* May economic activity falls 0.5 pct yr/yr
* June industrial production down 4.7 pct
* Gov’t blames global crisis for sharp slowdown
* Analysts warn of stagflation
By Hilary Burke
BUENOS AIRES, July 20 (Reuters) - Argentina’s economy contracted in May while industrial production slumped further in June, data showed on Friday, the weakest performance for both readings since a global crisis shriveled growth in 2009.
Economic activity fell 0.5 percent in May year-on-year, slowing from April’s 0.6 percent growth rate and marking the first contraction in 34 months, government data showed on Friday.
The figure matched the median forecast in a Reuters poll of analysts.
Latin America’s No. 3 economy is decelerating sharply after posting China-like growth rates for much of the past nine years. High inflation, a sluggish global economy, waning demand from neighboring Brazil, falling grains production as well as new trade and currency controls have prompted the slowdown.
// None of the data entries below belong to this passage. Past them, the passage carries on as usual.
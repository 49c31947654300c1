//! Runtime configuration: provider credentials, API endpoints and logging.
//!
//! Credentials are looked up by name in the process environment. Nothing is
//! cached between sets; resolvers ask the [`CredentialSource`] every time they
//! run, so a missing value just skips the corresponding resolution step.

use log::LevelFilter;
use std::env;

pub const SOUNDCLOUD_OAUTH_TOKEN: &str = "SOUNDCLOUD_OAUTH_TOKEN";
pub const SOUNDCLOUD_CLIENT_ID: &str = "SOUNDCLOUD_CLIENT_ID";
pub const SOUNDCLOUD_CLIENT_SECRET: &str = "SOUNDCLOUD_CLIENT_SECRET";
pub const YOUTUBE_API_KEY: &str = "YOUTUBE_API_KEY";

/// Provider credentials. Empty strings are normalised to `None`.
#[derive(Debug, Clone, Default, PartialEq, Eq)]
pub struct Credentials {
    pub soundcloud_oauth_token: Option<String>,
    pub soundcloud_client_id: Option<String>,
    pub soundcloud_client_secret: Option<String>,
    pub youtube_api_key: Option<String>,
}

impl Credentials {
    /// Read all credentials from the environment.
    pub fn from_env() -> Self {
        Self {
            soundcloud_oauth_token: env_value(SOUNDCLOUD_OAUTH_TOKEN),
            soundcloud_client_id: env_value(SOUNDCLOUD_CLIENT_ID),
            soundcloud_client_secret: env_value(SOUNDCLOUD_CLIENT_SECRET),
            youtube_api_key: env_value(YOUTUBE_API_KEY),
        }
    }

    pub fn with_soundcloud_token(mut self, token: &str) -> Self {
        self.soundcloud_oauth_token = non_empty(token);
        self
    }

    pub fn with_soundcloud_client(mut self, id: &str, secret: Option<&str>) -> Self {
        self.soundcloud_client_id = non_empty(id);
        self.soundcloud_client_secret = secret.and_then(non_empty);
        self
    }

    pub fn with_youtube_key(mut self, key: &str) -> Self {
        self.youtube_api_key = non_empty(key);
        self
    }
}

fn env_value(name: &str) -> Option<String> {
    env::var(name).ok().and_then(|v| non_empty(&v))
}

fn non_empty(value: &str) -> Option<String> {
    let value = value.trim();
    if value.is_empty() {
        None
    } else {
        Some(value.to_string())
    }
}

/// Where credentials come from.
#[derive(Debug, Clone, Default, PartialEq, Eq)]
pub enum CredentialSource {
    /// Read the process environment on every lookup.
    #[default]
    Environment,
    /// A fixed set, mostly useful in tests.
    Fixed(Credentials),
}

impl CredentialSource {
    pub fn current(&self) -> Credentials {
        match self {
            CredentialSource::Environment => Credentials::from_env(),
            CredentialSource::Fixed(credentials) => credentials.clone(),
        }
    }
}

/// Base URLs of the upstream statistics services.
#[derive(Debug, Clone, PartialEq, Eq)]
pub struct Endpoints {
    pub mixcloud_api: String,
    pub soundcloud_api: String,
    pub youtube_api: String,
}

impl Default for Endpoints {
    fn default() -> Self {
        Self {
            mixcloud_api: "https://api.mixcloud.com".to_string(),
            soundcloud_api: "https://api.soundcloud.com".to_string(),
            youtube_api: "https://www.googleapis.com/youtube/v3".to_string(),
        }
    }
}

/// Logging configuration handed to [`LogConfig::init`] by the binary.
#[derive(Debug, Clone, Copy, PartialEq, Eq)]
pub struct LogConfig {
    pub level: LevelFilter,
}

impl LogConfig {
    pub fn new(verbose: bool) -> Self {
        Self {
            level: if verbose {
                LevelFilter::Debug
            } else {
                LevelFilter::Warn
            },
        }
    }

    /// Install the global logger. `RUST_LOG` still takes precedence.
    ///
    /// Calling this twice is harmless; the second call is ignored.
    pub fn init(&self) {
        let _ = env_logger::Builder::new()
            .filter_level(self.level)
            .parse_default_env()
            .target(env_logger::Target::Stderr)
            .try_init();
    }
}

impl Default for LogConfig {
    fn default() -> Self {
        Self::new(false)
    }
}

/// Everything a [`PlayCountClient`](crate::PlayCountClient) needs besides its HTTP transport.
#[derive(Debug, Clone, Default)]
pub struct Config {
    pub credentials: CredentialSource,
    pub endpoints: Endpoints,
}

impl Config {
    pub fn with_credentials(credentials: Credentials) -> Self {
        Self {
            credentials: CredentialSource::Fixed(credentials),
            endpoints: Endpoints::default(),
        }
    }
}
“Stagflation arrived with a vengeance. Argentina now has the weakest economy and the highest inflation in the hemisphere,” wrote Alberto Ramos, a senior economist at Goldman Sachs, adding that private estimates put inflation at closer to 24 percent a year.
Argentina has been under fire for years over the accuracy of its official economic data -- particularly on inflation -- but a recent shift to growth statistics that seem closer to reality has also raised eyebrows.
Economic growth in the last 12 months is now pegged at 6.1 percent, down from 8.9 percent in December 2011, according to the government’s EMAE economic activity index, a close proxy for gross domestic product.
In May, the economy grew 0.2 percent compared with April.
Despite the slowdown, inflation expectations have remained at 30 percent a year, according to a monthly survey by the Torcuato Di Tella University.
At the same time, consumer and business confidence have taken a hit due to a virtual ban on foreign currency purchases and government import restrictions that have caused some shortages of goods and parts for domestic production.
Dollar deposits in Argentine banks have slid 39 percent since the government first imposed currency controls in October 2011, according to central bank data published on Friday. Argentines have been burned in the past by government freezes on bank deposits.
Also on Friday, the Economy Ministry said Argentina posted a primary budget deficit of 726.2 million pesos ($159 million) in June, narrower than a s urplus of 933.8 million pesos in the same month a y ear ago. [ ID :nL2E8IKFRQ]
May’s economic activity fell 1.2 percent, according to measurements by Orlando J. Ferreres & Associates consulting firm, which foresees a steep 3.9 percent drop in June.
“Growth so far in 2012 has been nil,” Ferreres said in a report. “While Argentina’s economy hasn’t entered into recession for the moment, the economic contraction can be confirmed in ... the lower level of industrial production, a smaller grains harvest (and) the decline in housing and cement sales.”
Although external factors could improve in the second half of the year -- including revived Brazilian demand for Argentine autos -- Ferreres & Associates said internal variables hurting growth would stoke uncertainty in the coming months.
Deputy Economy Minister Axel Kicillof rejected such doomsday predictions on Friday, saying Argentina was taking preventive measures to protect against fallout from the global crisis.
Argentina’s unorthodox economic approach centers on heavy state participation in the economy to foment high growth, job creation and domestic demand. The government does not publicly acknowledge the cost of this, which is double-digit inflation.
“We are taking active policies, using our own resources, to generate the virtuous cycle of spending, consumption, investment. You have more demand, more production and that feeds back into more spending, more production, more consumption.”
“That’s the recipe that has served us well, and in this tragic global context, it will continue serving us well,” he said in a televised speech.
Kicillof helped devise Argentina’s seizure of a controlling stake in top energy company YPF, a move that outraged Spain’s Repsol.
Industrial production, which was a key driver of growth, has fallen for three straight months in year-on-year terms.
The INDEC statistics agency said factory output sank 4.7 percent in June year-on-year, a touch below May’s 4.6 percent decline. That marked industry’s worst performance since January 2009.
Analysts expected a 3.9 percent year-on-year decline in June, according to a Reuters poll.
The country’s auto sector fueled years of strong industrial growth, but waning Brazilian demand has sent output plummeting. The INDEC statistics institute said auto production sank 30.9 percent in June year-on-year and 12.7 percent versus May.
The government said factory output fell 0.1 percent in June versus May, according to seasonally adjusted data.
In the first half of this year, Argentina’s industrial production fell 0.6 percent compared with the same period of 2011, INDEC said.